▶ RECORDS SUPPLIED
^^^^^^^^^^^^^^^^

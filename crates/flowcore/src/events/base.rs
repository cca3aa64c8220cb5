use chrono::{DateTime, Utc};
use serde::{Deserialize, Serialize};
use tokio::sync::broadcast;
use uuid::Uuid;

pub type ExecutionId = Uuid;

/// How a flow run ended
#[derive(Debug, Clone, Copy, PartialEq, Eq, Serialize, Deserialize)]
#[serde(rename_all = "snake_case")]
pub enum RunOutcome {
    Completed,
    Canceled,
    Failed,
    CompletedWithUnexpectedResult,
    /// The caller cancelled the run before it finished.
    Abandoned,
    /// The caller's deadline expired before the run finished.
    DeadlineElapsed,
}

impl RunOutcome {
    pub fn is_success(&self) -> bool {
        matches!(self, RunOutcome::Completed)
    }
}

/// Events emitted while a flow unfolds
#[derive(Debug, Clone, Serialize, Deserialize)]
#[serde(tag = "type")]
pub enum FlowEvent {
    FlowStarted {
        execution_id: ExecutionId,
        flow: String,
        entry_step: String,
        timestamp: DateTime<Utc>,
    },
    StepStarted {
        execution_id: ExecutionId,
        step: String,
        index: usize,
        timestamp: DateTime<Utc>,
    },
    StepCompleted {
        execution_id: ExecutionId,
        step: String,
        index: usize,
        /// `None` when this step ended the chain.
        next_step: Option<String>,
        duration_ms: u64,
        timestamp: DateTime<Utc>,
    },
    StepFailed {
        execution_id: ExecutionId,
        step: String,
        index: usize,
        error: String,
        timestamp: DateTime<Utc>,
    },
    FlowFinished {
        execution_id: ExecutionId,
        outcome: RunOutcome,
        steps_executed: usize,
        duration_ms: u64,
        timestamp: DateTime<Utc>,
    },
}

impl FlowEvent {
    pub fn execution_id(&self) -> ExecutionId {
        match self {
            FlowEvent::FlowStarted { execution_id, .. }
            | FlowEvent::StepStarted { execution_id, .. }
            | FlowEvent::StepCompleted { execution_id, .. }
            | FlowEvent::StepFailed { execution_id, .. }
            | FlowEvent::FlowFinished { execution_id, .. } => *execution_id,
        }
    }
}

/// Event emitter bound to a single flow run
#[derive(Clone)]
pub struct EventEmitter {
    execution_id: ExecutionId,
    sender: broadcast::Sender<FlowEvent>,
}

impl EventEmitter {
    pub fn new(execution_id: ExecutionId, sender: broadcast::Sender<FlowEvent>) -> Self {
        Self {
            execution_id,
            sender,
        }
    }

    pub fn execution_id(&self) -> ExecutionId {
        self.execution_id
    }

    fn emit(&self, event: FlowEvent) {
        // no subscribers is fine
        let _ = self.sender.send(event);
    }

    pub fn flow_started(&self, flow: &str, entry_step: &str) {
        self.emit(FlowEvent::FlowStarted {
            execution_id: self.execution_id,
            flow: flow.to_string(),
            entry_step: entry_step.to_string(),
            timestamp: Utc::now(),
        });
    }

    pub fn step_started(&self, step: &str, index: usize) {
        self.emit(FlowEvent::StepStarted {
            execution_id: self.execution_id,
            step: step.to_string(),
            index,
            timestamp: Utc::now(),
        });
    }

    pub fn step_completed(&self, step: &str, index: usize, next_step: Option<&str>, duration_ms: u64) {
        self.emit(FlowEvent::StepCompleted {
            execution_id: self.execution_id,
            step: step.to_string(),
            index,
            next_step: next_step.map(str::to_string),
            duration_ms,
            timestamp: Utc::now(),
        });
    }

    pub fn step_failed(&self, step: &str, index: usize, error: impl ToString) {
        self.emit(FlowEvent::StepFailed {
            execution_id: self.execution_id,
            step: step.to_string(),
            index,
            error: error.to_string(),
            timestamp: Utc::now(),
        });
    }

    pub fn flow_finished(&self, outcome: RunOutcome, steps_executed: usize, duration_ms: u64) {
        self.emit(FlowEvent::FlowFinished {
            execution_id: self.execution_id,
            outcome,
            steps_executed,
            duration_ms,
            timestamp: Utc::now(),
        });
    }
}

/// Global event bus
pub struct EventBus {
    sender: broadcast::Sender<FlowEvent>,
}

impl EventBus {
    pub fn new(capacity: usize) -> Self {
        let (sender, _) = broadcast::channel(capacity.max(1));
        Self { sender }
    }

    pub fn subscribe(&self) -> broadcast::Receiver<FlowEvent> {
        self.sender.subscribe()
    }

    pub fn create_emitter(&self, execution_id: ExecutionId) -> EventEmitter {
        EventEmitter::new(execution_id, self.sender.clone())
    }
}
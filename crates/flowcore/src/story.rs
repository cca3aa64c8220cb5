use crate::BoxError;
use async_trait::async_trait;

/// One step of a flow.
///
/// A user story is an immutable value describing where the flow currently is
/// and the data it carries. Running it yields the next story, or `None` when
/// the chain ends at this story. A story must be sufficient on its own to
/// resume the flow from that point, so any story can be handed to the driver
/// as the initial step.
///
/// Side effects performed by `execute` must be safe to repeat: a caller may
/// restart a flow from a story that already ran once.
#[async_trait]
pub trait UserStory: Sized + Send + Sync {
    /// Run this story and produce the next one.
    async fn execute(&self) -> Result<Option<Self>, BoxError>;

    /// Label used in logs and execution events.
    fn name(&self) -> &str {
        std::any::type_name::<Self>()
    }
}
//! Flow execution runtime
//!
//! This crate drives flows: the unfolding loop that executes one user story
//! after another until the chain ends, the completion mapping applied to the
//! terminal story, and a runtime that hosts observed, cancellable runs.

mod error;
mod executor;
mod runtime;
#[cfg(test)]
mod testing;

pub use error::RunError;
pub use executor::{execute_flow, execute_from, execute_to_end, unfold};
pub use runtime::{FlowHandle, FlowRuntime, RuntimeConfig};
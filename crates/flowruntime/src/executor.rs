use flowcore::{BoxError, EventEmitter, FlowDefinition, InterruptionReason, UserStory};
use std::sync::atomic::{AtomicUsize, Ordering};
use std::time::Instant;

/// Execute `initial` and every story it leads to, returning the terminal story.
///
/// Steps run strictly one after another. A step error that already is an
/// [`InterruptionReason`] is returned as is; any other error is wrapped in
/// [`InterruptionReason::Failed`]. Dropping the returned future stops the
/// chain: the in-flight step is dropped and no further step is started.
pub async fn unfold<S: UserStory>(initial: S) -> Result<S, InterruptionReason> {
    Unfolder::detached().unfold(initial).await
}

/// Run a flow from `initial` and map its terminal story with `try_map`.
///
/// `try_map` is called once, only when the chain ended without error. Its
/// errors are classified like step errors, so returning
/// `InterruptionReason::CompletedWithUnexpectedResult` surfaces unchanged.
pub async fn execute_from<S, T, E, F>(initial: S, try_map: F) -> Result<T, InterruptionReason>
where
    S: UserStory,
    F: FnOnce(S) -> Result<T, E>,
    E: Into<BoxError>,
{
    let terminal = unfold(initial).await?;
    complete(terminal, try_map)
}

/// Run a flow that has no completion result. Any terminal story is accepted.
pub async fn execute_to_end<S: UserStory>(initial: S) -> Result<(), InterruptionReason> {
    unfold(initial).await.map(|_| ())
}

/// Run a [`FlowDefinition`] from `initial`.
pub async fn execute_flow<F: FlowDefinition>(
    flow: &F,
    initial: F::Story,
) -> Result<F::Output, InterruptionReason> {
    execute_from(initial, |terminal| flow.try_map(terminal)).await
}

pub(crate) fn complete<S, T, E, F>(terminal: S, try_map: F) -> Result<T, InterruptionReason>
where
    F: FnOnce(S) -> Result<T, E>,
    E: Into<BoxError>,
{
    try_map(terminal).map_err(|error| InterruptionReason::classify(error.into()))
}

/// The unfolding loop, optionally reporting each step on an event emitter.
pub(crate) struct Unfolder {
    events: Option<EventEmitter>,
    started: AtomicUsize,
}

impl Unfolder {
    pub(crate) fn detached() -> Self {
        Self {
            events: None,
            started: AtomicUsize::new(0),
        }
    }

    pub(crate) fn observed(events: EventEmitter) -> Self {
        Self {
            events: Some(events),
            started: AtomicUsize::new(0),
        }
    }

    /// Number of step executions started so far, including one still in flight.
    pub(crate) fn steps_started(&self) -> usize {
        self.started.load(Ordering::Relaxed)
    }

    pub(crate) async fn unfold<S: UserStory>(&self, initial: S) -> Result<S, InterruptionReason> {
        let mut current = initial;

        loop {
            let index = self.started.fetch_add(1, Ordering::Relaxed);
            let step_start = Instant::now();

            tracing::debug!(step = current.name(), index, "executing step");
            if let Some(events) = &self.events {
                events.step_started(current.name(), index);
            }

            match current.execute().await {
                Ok(Some(next)) => {
                    let duration_ms = step_start.elapsed().as_millis() as u64;
                    tracing::debug!(
                        step = current.name(),
                        next = next.name(),
                        duration_ms,
                        "step completed"
                    );
                    if let Some(events) = &self.events {
                        events.step_completed(current.name(), index, Some(next.name()), duration_ms);
                    }
                    current = next;
                }
                Ok(None) => {
                    let duration_ms = step_start.elapsed().as_millis() as u64;
                    tracing::debug!(step = current.name(), duration_ms, "chain ended");
                    if let Some(events) = &self.events {
                        events.step_completed(current.name(), index, None, duration_ms);
                    }
                    return Ok(current);
                }
                Err(error) => {
                    let reason = InterruptionReason::classify(error);
                    if reason.is_canceled() {
                        tracing::warn!(step = current.name(), index, "step canceled the flow");
                    } else {
                        tracing::error!(step = current.name(), index, error = %reason, "step failed");
                    }
                    if let Some(events) = &self.events {
                        events.step_failed(current.name(), index, &reason);
                    }
                    return Err(reason);
                }
            }
        }
    }
}
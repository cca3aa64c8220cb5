//! Cart submission flow
//!
//! A reference flow built on `flowcore`: a customer submits a cart, picks
//! pickup or delivery, provides payment details, confirms and checks out.
//! The flow completes with a [`Receipt`].

mod model;
mod services;
mod submission;

pub use model::{Cart, CartType, FulfilmentKind, Instructions, Item, Location, Payment, Receipt, Summary};
pub use services::{CartServices, Phase, ScriptedFailure, ScriptedServices, ServiceError, UnknownPhase};
pub use submission::{CartSubmission, CartSubmissionFlow, ResumeError, Services};
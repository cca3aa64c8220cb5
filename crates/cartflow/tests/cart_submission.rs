// crates/cartflow/tests/cart_submission.rs

use cartflow::{
    Cart, CartSubmission, CartSubmissionFlow, CartType, Item, Phase, ResumeError, ScriptedFailure,
    ScriptedServices, ServiceError, Services,
};
use flowcore::{FlowEvent, InterruptionReason, MappedFlow, RunOutcome};
use flowruntime::{FlowRuntime, RunError};
use std::sync::Arc;
use std::time::Duration;

fn cart() -> Cart {
    Cart::new(vec![
        Item {
            sku: "espresso-beans".to_string(),
            quantity: 2,
        },
        Item {
            sku: "milk-frother".to_string(),
            quantity: 1,
        },
    ])
}

fn services(scripted: ScriptedServices) -> Services {
    Arc::new(scripted)
}

#[tokio::test]
async fn test_successful_submission_ends_with_receipt() {
    let receipt = CartSubmission::start(cart(), services(ScriptedServices::new()))
        .execute_from()
        .await
        .expect("submission should complete");

    assert_eq!(receipt.item_count, 3);
    assert!(
        matches!(receipt.fulfilment, Some(CartType::Pickup { .. })),
        "default script picks up the order"
    );
}

#[tokio::test]
async fn test_delivery_branch_records_instructions() {
    let receipt = CartSubmission::start(cart(), services(ScriptedServices::new().delivery()))
        .execute_from()
        .await
        .expect("delivery submission should complete");

    match receipt.fulfilment {
        Some(CartType::Delivery { instructions }) => {
            assert_eq!(instructions.instructions, "leave at the front door")
        }
        other => panic!("expected delivery fulfilment, got {:?}", other),
    }
}

#[tokio::test]
async fn test_failure_on_checkout_wraps_the_exact_error() {
    let scripted = ScriptedServices::new().fail_on(
        Phase::Checkout,
        ScriptedFailure::Error {
            domain: "FailedOnCheckout".to_string(),
            code: 0,
        },
    );

    let reason = CartSubmission::start(cart(), services(scripted))
        .execute_from()
        .await
        .expect_err("checkout failure should interrupt the flow");

    assert!(reason.is_failed(), "expected failed, got {:?}", reason);
    assert_eq!(
        reason.cause_as::<ServiceError>(),
        Some(&ServiceError::new("FailedOnCheckout", 0))
    );
}

#[tokio::test]
async fn test_canceled_on_payment_details_is_not_wrapped() {
    let scripted = ScriptedServices::new().fail_on(Phase::ProvidePaymentDetails, ScriptedFailure::Canceled);

    let reason = CartSubmission::start(cart(), services(scripted))
        .execute_from()
        .await
        .expect_err("cancellation should interrupt the flow");

    assert!(reason.is_canceled(), "expected canceled, got {:?}", reason);
}

#[tokio::test]
async fn test_declining_confirmation_cancels() {
    let reason = CartSubmission::start(cart(), services(ScriptedServices::new().declining()))
        .execute_from()
        .await
        .expect_err("declining should cancel the flow");

    assert!(reason.is_canceled());
}

#[tokio::test]
async fn test_resume_from_payment_details() {
    let receipt = CartSubmission::ProvidePaymentDetails(cart(), services(ScriptedServices::new()))
        .execute_from()
        .await
        .expect("resumed submission should complete");

    // fulfilment was never chosen because the flow started after that phase
    assert_eq!(receipt.fulfilment, None);
    assert_eq!(receipt.item_count, 3);
}

#[tokio::test]
async fn test_resume_matches_a_full_run_from_the_same_phase() {
    let services = services(ScriptedServices::new().delivery());
    let full = CartSubmission::start(cart(), services.clone()).execute_from().await.unwrap();

    // replay the chain by hand up to confirm, then resume from that value
    let mut story = CartSubmission::start(cart(), services.clone());
    while story.phase() != Phase::Confirm {
        story = flowcore::UserStory::execute(&story).await.unwrap().unwrap();
    }
    let resumed = story.clone().execute_from().await.unwrap();

    assert_eq!(resumed.item_count, full.item_count);
    assert_eq!(resumed.fulfilment, full.fulfilment);
    assert_eq!(story.cart().payment, Some(cartflow::Payment { method: "card ending 4242".to_string() }));
}

#[tokio::test]
async fn test_resume_at_rejects_receipt_phase() {
    let result = CartSubmission::resume_at(Phase::Receipt, cart(), services(ScriptedServices::new()));

    assert_eq!(result.err(), Some(ResumeError::ReceiptRequired));
}

#[tokio::test]
async fn test_unrecognized_terminal_story_is_unexpected_result() {
    // a mapper that only accepts the confirm phase never sees it as terminal
    let flow = MappedFlow::new("confirm-only", |terminal: CartSubmission| match terminal {
        CartSubmission::Confirm(cart, _) => Ok(cart),
        _ => Err(InterruptionReason::CompletedWithUnexpectedResult),
    });

    let reason = flowruntime::execute_flow(
        &flow,
        CartSubmission::start(cart(), services(ScriptedServices::new())),
    )
    .await
    .expect_err("mapper should reject the receipt");

    assert!(matches!(reason, InterruptionReason::CompletedWithUnexpectedResult));
}

#[tokio::test]
async fn test_runtime_reports_each_phase() {
    let runtime = FlowRuntime::new();
    let mut events = runtime.subscribe_events();

    runtime
        .execute(
            &CartSubmissionFlow,
            CartSubmission::start(cart(), services(ScriptedServices::new())),
        )
        .await
        .expect("submission should complete");

    let mut started = Vec::new();
    let mut outcome = None;
    while let Ok(event) = events.try_recv() {
        match event {
            FlowEvent::FlowStarted { flow, entry_step, .. } => {
                assert_eq!(flow, "cart-submission");
                assert_eq!(entry_step, "submit");
            }
            FlowEvent::StepStarted { step, .. } => started.push(step),
            FlowEvent::FlowFinished { outcome: finished, .. } => outcome = Some(finished),
            _ => {}
        }
    }

    assert_eq!(
        started,
        vec![
            "submit",
            "select-type",
            "select-pickup-address",
            "provide-payment-details",
            "confirm",
            "checkout",
            "receipt",
        ]
    );
    assert_eq!(outcome, Some(RunOutcome::Completed));
}

#[tokio::test]
async fn test_stalled_phase_hits_the_deadline() {
    let runtime = FlowRuntime::new();
    let scripted = ScriptedServices::new().fail_on(Phase::Confirm, ScriptedFailure::Stall);

    let error = runtime
        .execute_with_deadline(
            &CartSubmissionFlow,
            CartSubmission::start(cart(), services(scripted)),
            Duration::from_millis(25),
        )
        .await
        .expect_err("stalled flow should time out");

    assert!(matches!(error, RunError::DeadlineElapsed(_)));
}

#[tokio::test]
async fn test_cancelled_run_produces_no_receipt() {
    let runtime = FlowRuntime::new();
    let mut events = runtime.subscribe_events();
    let scripted = ScriptedServices::new().fail_on(Phase::Confirm, ScriptedFailure::Stall);

    let handle = runtime.spawn(
        Arc::new(CartSubmissionFlow),
        CartSubmission::start(cart(), services(scripted)),
    );

    // wait until the run is parked on the confirm phase
    loop {
        match events.recv().await.expect("event stream open") {
            FlowEvent::StepStarted { step, .. } if step == "confirm" => break,
            _ => {}
        }
    }
    handle.cancel();

    let error = handle.join().await.expect_err("cancelled run must not complete");
    assert!(matches!(error, RunError::Abandoned));

    let mut steps_after_confirm = 0;
    while let Ok(event) = events.try_recv() {
        if let FlowEvent::StepStarted { .. } = event {
            steps_after_confirm += 1;
        }
    }
    assert_eq!(steps_after_confirm, 0, "no phase may start after cancellation");
}

#[tokio::test]
async fn test_concurrent_submissions_are_independent() {
    let runtime = FlowRuntime::new();
    let failing = ScriptedServices::new().fail_on(
        Phase::Checkout,
        ScriptedFailure::Error {
            domain: "FailedOnCheckout".to_string(),
            code: 7,
        },
    );

    let results = runtime
        .execute_all(
            &CartSubmissionFlow,
            vec![
                CartSubmission::start(cart(), services(ScriptedServices::new())),
                CartSubmission::start(cart(), services(failing)),
                CartSubmission::start(cart(), services(ScriptedServices::new().delivery())),
            ],
        )
        .await;

    assert!(results[0].is_ok());
    assert_eq!(
        results[1].as_ref().unwrap_err().cause_as::<ServiceError>(),
        Some(&ServiceError::new("FailedOnCheckout", 7))
    );
    assert!(matches!(
        results[2].as_ref().map(|receipt| &receipt.fulfilment),
        Ok(Some(CartType::Delivery { .. }))
    ));
}

#[tokio::test]
async fn test_receipt_serializes_to_json() {
    let receipt = CartSubmission::start(cart(), services(ScriptedServices::new()))
        .execute_from()
        .await
        .unwrap();

    let json = serde_json::to_value(&receipt).unwrap();
    assert_eq!(json["item_count"], 3);
    assert_eq!(json["fulfilment"]["kind"], "pickup");
    assert_eq!(json["fulfilment"]["location"]["address"], "1 Market Street");
}
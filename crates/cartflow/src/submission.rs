use crate::model::{Cart, CartType, FulfilmentKind, Receipt, Summary};
use crate::services::{CartServices, Phase};
use async_trait::async_trait;
use flowcore::{BoxError, FlowDefinition, InterruptionReason, UserStory};
use std::fmt;
use std::sync::Arc;
use thiserror::Error;

pub type Services = Arc<dyn CartServices>;

/// The cart submission flow, one variant per phase.
///
/// `Submit` is the usual entry point, but every variant carries the cart and
/// the services it needs, so the flow can be started from any of them. A
/// flow abandoned at `Confirm` can be recreated at `Confirm` and carried on
/// from there.
///
/// A successful submission ends on `Receipt`.
#[derive(Clone)]
pub enum CartSubmission {
    Submit(Cart, Services),
    SelectType(Cart, Services),
    SelectPickupAddress(Cart, Services),
    ProvideDeliveryInstructions(Cart, Services),
    ProvidePaymentDetails(Cart, Services),
    Confirm(Cart, Services),
    Checkout(Cart, Services),
    Receipt(Cart, Services, Receipt),
}

#[derive(Error, Debug, Clone, PartialEq)]
pub enum ResumeError {
    #[error("the receipt phase can only be reached by checking out")]
    ReceiptRequired,
}

impl CartSubmission {
    pub fn start(cart: Cart, services: Services) -> Self {
        CartSubmission::Submit(cart, services)
    }

    /// Recreate the flow at `phase`.
    pub fn resume_at(phase: Phase, cart: Cart, services: Services) -> Result<Self, ResumeError> {
        Ok(match phase {
            Phase::Submit => CartSubmission::Submit(cart, services),
            Phase::SelectType => CartSubmission::SelectType(cart, services),
            Phase::SelectPickupAddress => CartSubmission::SelectPickupAddress(cart, services),
            Phase::ProvideDeliveryInstructions => {
                CartSubmission::ProvideDeliveryInstructions(cart, services)
            }
            Phase::ProvidePaymentDetails => CartSubmission::ProvidePaymentDetails(cart, services),
            Phase::Confirm => CartSubmission::Confirm(cart, services),
            Phase::Checkout => CartSubmission::Checkout(cart, services),
            Phase::Receipt => return Err(ResumeError::ReceiptRequired),
        })
    }

    pub fn phase(&self) -> Phase {
        match self {
            CartSubmission::Submit(..) => Phase::Submit,
            CartSubmission::SelectType(..) => Phase::SelectType,
            CartSubmission::SelectPickupAddress(..) => Phase::SelectPickupAddress,
            CartSubmission::ProvideDeliveryInstructions(..) => Phase::ProvideDeliveryInstructions,
            CartSubmission::ProvidePaymentDetails(..) => Phase::ProvidePaymentDetails,
            CartSubmission::Confirm(..) => Phase::Confirm,
            CartSubmission::Checkout(..) => Phase::Checkout,
            CartSubmission::Receipt(..) => Phase::Receipt,
        }
    }

    pub fn cart(&self) -> &Cart {
        match self {
            CartSubmission::Submit(cart, _)
            | CartSubmission::SelectType(cart, _)
            | CartSubmission::SelectPickupAddress(cart, _)
            | CartSubmission::ProvideDeliveryInstructions(cart, _)
            | CartSubmission::ProvidePaymentDetails(cart, _)
            | CartSubmission::Confirm(cart, _)
            | CartSubmission::Checkout(cart, _)
            | CartSubmission::Receipt(cart, _, _) => cart,
        }
    }

    /// Map a completed submission to its receipt.
    pub fn try_map(self) -> Result<Receipt, InterruptionReason> {
        match self {
            CartSubmission::Receipt(_, _, receipt) => Ok(receipt),
            _ => Err(InterruptionReason::CompletedWithUnexpectedResult),
        }
    }

    /// Run the submission from this phase to its receipt.
    pub async fn execute_from(self) -> Result<Receipt, InterruptionReason> {
        flowruntime::execute_from(self, CartSubmission::try_map).await
    }
}

#[async_trait]
impl UserStory for CartSubmission {
    async fn execute(&self) -> Result<Option<Self>, BoxError> {
        let next = match self {
            CartSubmission::Submit(cart, services) => {
                let summary = Summary {
                    item_count: cart.item_count(),
                };
                CartSubmission::SelectType(cart.clone().with_summary(summary), services.clone())
            }

            CartSubmission::SelectType(cart, services) => match services.select_type(cart).await? {
                FulfilmentKind::Delivery => {
                    CartSubmission::ProvideDeliveryInstructions(cart.clone(), services.clone())
                }
                FulfilmentKind::Pickup => {
                    CartSubmission::SelectPickupAddress(cart.clone(), services.clone())
                }
            },

            CartSubmission::SelectPickupAddress(cart, services) => {
                let location = services.select_pickup_address(cart).await?;
                let cart = cart.clone().with_fulfilment(CartType::Pickup { location });
                CartSubmission::ProvidePaymentDetails(cart, services.clone())
            }

            CartSubmission::ProvideDeliveryInstructions(cart, services) => {
                let instructions = services.provide_delivery_instructions(cart).await?;
                let cart = cart.clone().with_fulfilment(CartType::Delivery { instructions });
                CartSubmission::ProvidePaymentDetails(cart, services.clone())
            }

            CartSubmission::ProvidePaymentDetails(cart, services) => {
                let payment = services.provide_payment_details(cart).await?;
                CartSubmission::Confirm(cart.clone().with_payment(payment), services.clone())
            }

            CartSubmission::Confirm(cart, services) => {
                if !services.confirm(cart).await? {
                    return Err(InterruptionReason::Canceled.into());
                }
                CartSubmission::Checkout(cart.clone(), services.clone())
            }

            CartSubmission::Checkout(cart, services) => {
                let receipt = services.checkout(cart).await?;
                CartSubmission::Receipt(cart.clone(), services.clone(), receipt)
            }

            CartSubmission::Receipt(..) => return Ok(None),
        };

        Ok(Some(next))
    }

    fn name(&self) -> &str {
        self.phase().as_str()
    }
}

impl fmt::Debug for CartSubmission {
    fn fmt(&self, f: &mut fmt::Formatter<'_>) -> fmt::Result {
        let mut debug = f.debug_struct("CartSubmission");
        debug.field("phase", &self.phase()).field("cart", self.cart());
        if let CartSubmission::Receipt(_, _, receipt) = self {
            debug.field("receipt", receipt);
        }
        debug.finish()
    }
}

/// [`CartSubmission`] as a flow definition, for hosting on a `FlowRuntime`.
#[derive(Debug, Clone, Copy, Default)]
pub struct CartSubmissionFlow;

impl FlowDefinition for CartSubmissionFlow {
    type Story = CartSubmission;
    type Output = Receipt;

    fn name(&self) -> &str {
        "cart-submission"
    }

    fn try_map(&self, terminal: CartSubmission) -> Result<Receipt, BoxError> {
        terminal.try_map().map_err(Into::into)
    }
}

^^^^^^^^^^^^^^^^

▶ AIM OF THE EXERCISE
Provide only the count of lines in the records above that hold the word "every".

▶ WORKED SOLUTION
2